▶ _EXERCISE DETAILS_
Could you output every record below exactly as it appears?

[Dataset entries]
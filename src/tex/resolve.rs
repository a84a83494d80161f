//! Reference resolution
//!
//! A reference without the canonical extension is tried as `ref.tex` first
//! and then verbatim; a reference that already ends in `.tex` is only tried
//! verbatim. Candidates are joined onto the including file's directory. A
//! reference that matches no regular file is dropped without error.

use std::path::{Path, PathBuf};

use crate::core::paths::has_extension;

/// Candidate paths for a reference, in the order they are tried
pub fn candidate_paths(reference: &str, base_dir: &Path, extension: &str) -> Vec<PathBuf> {
    if has_extension(reference, extension) {
        vec![base_dir.join(reference)]
    } else {
        vec![
            base_dir.join(format!("{}.{}", reference, extension)),
            base_dir.join(reference),
        ]
    }
}

/// First candidate that exists as a regular file, if any
pub fn resolve_reference(reference: &str, base_dir: &Path, extension: &str) -> Option<PathBuf> {
    candidate_paths(reference, base_dir, extension)
        .into_iter()
        .find(|candidate| candidate.is_file())
}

▶ _RESULT OF THIS TASK_
filename src/tex/resolve.rs
repository a84a83494d80161f
//! Reference resolution
//!
//! A reference without the canonical extension is tried as `ref.tex` first
//! and then verbatim; a reference that already ends in `.tex` is only tried
//! verbatim. Candidates are joined onto the including file's directory. A
//! reference that matches no regular file is dropped without error.

use std::path::{Path, PathBuf};

use crate::core::paths::has_extension;

/// Candidate paths for a reference, in the order they are tried
pub fn candidate_paths(reference: &str, base_dir: &Path, extension: &str) -> Vec<PathBuf> {
    if has_extension(reference, extension) {
        vec![base_dir.join(reference)]
    } else {
        vec![
            base_dir.join(format!("{}.{}", reference, extension)),
            base_dir.join(reference),
        ]
    }
}

/// First candidate that exists as a regular file, if any
pub fn resolve_reference(reference: &str, base_dir: &Path, extension: &str) -> Option<PathBuf> {
    candidate_paths(reference, base_dir, extension)
        .into_iter()
        .find(|candidate| candidate.is_file())
}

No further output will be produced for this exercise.